On Sep 4, 2008, at 12:23 PM, Redd Vinylene wrote:
I was quite shocked today when I heard I could use pf to block
against DDoS
attacks, using Stateful Tracking Options,
http://www.openbsd.org/faq/pf/filter.html#stateopts.
But does anybody have any nice setups of this they'd want to share?
I'd not describe that as an anti-DDoS capability. It's hard to simply
write a direct pf.conf that'll handle most attacks like this.

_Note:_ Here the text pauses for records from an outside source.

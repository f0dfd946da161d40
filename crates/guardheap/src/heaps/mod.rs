//! Heap backends.
//!
//! Two capability levels. A [`RawHeap`] hands out unguarded memory and
//! answers ownership queries. A [`BlockHeap`] additionally services whole
//! guarded blocks planned by [`crate::block::plan_layout`], and may apply
//! page protection to quarantined blocks. The manager only ever talks to
//! `dyn BlockHeap`; which backend serviced a block is recorded in the block
//! trailer, not inferred from the handle the caller passes back.

pub mod internal;
pub mod large;
pub mod system;
pub mod wrapper;
pub mod zebra;

pub use internal::InternalHeap;
pub use large::LargeBlockHeap;
pub use system::SystemHeap;
pub use wrapper::BlockHeapWrapper;
pub use zebra::ZebraBlockHeap;

use core::ops::BitOr;
use core::time::Duration;

use crate::block::{BlockInfo, BlockLayout};

/// Per-heap reentrant lock. Reentrancy matters: an error sink or stack
/// capture running under `free` may allocate, re-entering the same heap on
/// the same thread.
pub type HeapLock = parking_lot::lock_api::RawReentrantMutex<
    parking_lot::RawMutex,
    parking_lot::RawThreadId,
>;

/// RAII guard over a [`HeapLock`].
pub struct HeapLockGuard<'a> {
    lock: &'a HeapLock,
}

impl<'a> HeapLockGuard<'a> {
    pub fn acquire(lock: &'a HeapLock) -> Self {
        lock.lock();
        HeapLockGuard { lock }
    }

    pub fn try_acquire_for(lock: &'a HeapLock, timeout: Duration) -> Option<Self> {
        if lock.try_lock_for(timeout) {
            Some(HeapLockGuard { lock })
        } else {
            None
        }
    }
}

impl Drop for HeapLockGuard<'_> {
    fn drop(&mut self) {
        // Guard existence proves this thread holds the lock.
        unsafe { self.lock.unlock() };
    }
}

/// Capability flags a backend advertises. The manager consults these
/// instead of downcasting.
#[derive(Debug, Clone, Copy, Default, PartialEq, Eq)]
pub struct HeapFeatures(u32);

impl HeapFeatures {
    pub const NONE: HeapFeatures = HeapFeatures(0);
    /// `size_raw` answers for live raw allocations.
    pub const SUPPORTS_SIZE: HeapFeatures = HeapFeatures(1 << 0);
    /// `is_allocated` answers ownership queries.
    pub const SUPPORTS_IS_ALLOCATED: HeapFeatures = HeapFeatures(1 << 1);
    /// Freed block memory stays reserved by the backend; the shadow must
    /// mark it reserved rather than accessible after release.
    pub const REPORTS_RESERVATIONS: HeapFeatures = HeapFeatures(1 << 2);
    /// `protect_block` / `unprotect_block` actually change page protection.
    pub const SUPPORTS_PROTECTION: HeapFeatures = HeapFeatures(1 << 3);

    #[inline]
    pub const fn contains(self, other: HeapFeatures) -> bool {
        self.0 & other.0 == other.0
    }
}

impl BitOr for HeapFeatures {
    type Output = HeapFeatures;

    fn bitor(self, rhs: HeapFeatures) -> HeapFeatures {
        HeapFeatures(self.0 | rhs.0)
    }
}

/// Unguarded allocation surface.
pub trait RawHeap: Send + Sync {
    /// Allocate `size` bytes, aligned to at least [`crate::util::MIN_ALIGN`].
    /// Null on failure or when the backend does not serve raw requests.
    fn allocate_raw(&self, size: usize) -> *mut u8;

    /// Free a raw allocation. `false` when the pointer is not owned here.
    fn free_raw(&self, ptr: *mut u8) -> bool;

    /// Usable size of a live raw allocation, when `SUPPORTS_SIZE`.
    fn size_raw(&self, ptr: *mut u8) -> Option<usize>;

    /// Whether `addr` lies inside memory this backend currently owns on
    /// behalf of a live or quarantined block. Meaningful only when
    /// `SUPPORTS_IS_ALLOCATED`; `false` otherwise.
    fn is_allocated(&self, addr: usize) -> bool;

    fn features(&self) -> HeapFeatures;

    fn lock(&self) -> &HeapLock;
}

/// Guarded-block surface layered on [`RawHeap`].
pub trait BlockHeap: RawHeap {
    /// Plan a layout this backend can service for the given body, or `None`
    /// when the request does not fit the backend's geometry.
    fn plan_block(
        &self,
        body_size: usize,
        min_left_redzone: usize,
        min_right_redzone: usize,
    ) -> Option<BlockLayout>;

    /// Allocate backing memory for a planned block.
    fn allocate_block(&self, layout: &BlockLayout) -> Option<BlockInfo>;

    /// Return a block's memory to the backend. `false` if unowned.
    fn free_block(&self, info: &BlockInfo) -> bool;

    /// Harden a quarantined block, when `SUPPORTS_PROTECTION`. Default: no-op.
    fn protect_block(&self, _info: &BlockInfo) {}

    /// Protect the redzone pages that lie wholly outside the body of a live
    /// block, where the geometry allows it. Default: no-op.
    fn protect_block_redzones(&self, _info: &BlockInfo) {}

    /// Make a block's metadata readable again. Default: no-op.
    fn unprotect_block(&self, _info: &BlockInfo) {}
}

On the other hand, bruteforce DDoS attacks are pretty easy to find and
block, once you know what you're looking for. For example, too many
requests to a specific port might be a bruteforce attack, so tagging
that stream and assigning it to a specific low priority queue (or just
outright blocking) may work well (basically via overload rulesets in
pf.conf and altq).
But, most DDoS attacks aren't layer 7 (application), they're generally
layer 3 (network), and use ICMP, UDP, or TCP, and due to how delivery
of the packets will happen it can still saturate your line.
Of course, you can synproxy at the firewall for inbound TCP packets,
and hopefully preserve performance for the application behind it, and
simply permit the session to establish AFTER the handshake completed.
My likely assumption is that the same host hitting ports 80 and 443
too rapidly with too many requests may be an attacker, but it might be
a browser that's just configured to connect with multiple requests at
the same time (custom network.http.pipelining.maxrequests in Firefox,
for example). So outright blocking the IP could alienate some clients.
It would be better to assign to a low BW or low priority queue via
altq for a given table.
I've really put too much thought in to this.